Below are the records; copy exactly the stretch from the line containing "and reported by" through the line containing "fn default() ->", both ends included, and nothing else.

[Start of section]

//! Room broker configuration.

use serde::{Deserialize, Serialize};

/// Configuration for the room registry.
#[derive(Debug, Clone, PartialEq, Eq, Serialize, Deserialize)]
pub struct RoomConfig {
    /// Map used when `CreateRoom` doesn't name one.
    pub default_map_id: String,

    /// Seats per room. Stored on every room and reported by
    /// `GetRoomState`; joins are not checked against it.
    pub capacity: u32,

    /// The room ID counter wraps to 0 once it reaches this value,
    /// starting a new ID epoch.
    pub id_ceiling: u64,
}

impl Default for RoomConfig {
    fn default() -> Self {
        Self {
            default_map_id: "000".to_string(),
            capacity: 8,
            id_ceiling: 100_000,
        }
    }
}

[End of section]

-- Solution --
    /// Seats per room. Stored on every room and reported by
    /// `GetRoomState`; joins are not checked against it.
    pub capacity: u32,

    /// The room ID counter wraps to 0 once it reaches this value,
    /// starting a new ID epoch.
    pub id_ceiling: u64,
}

impl Default for RoomConfig {
    fn default() -> Self {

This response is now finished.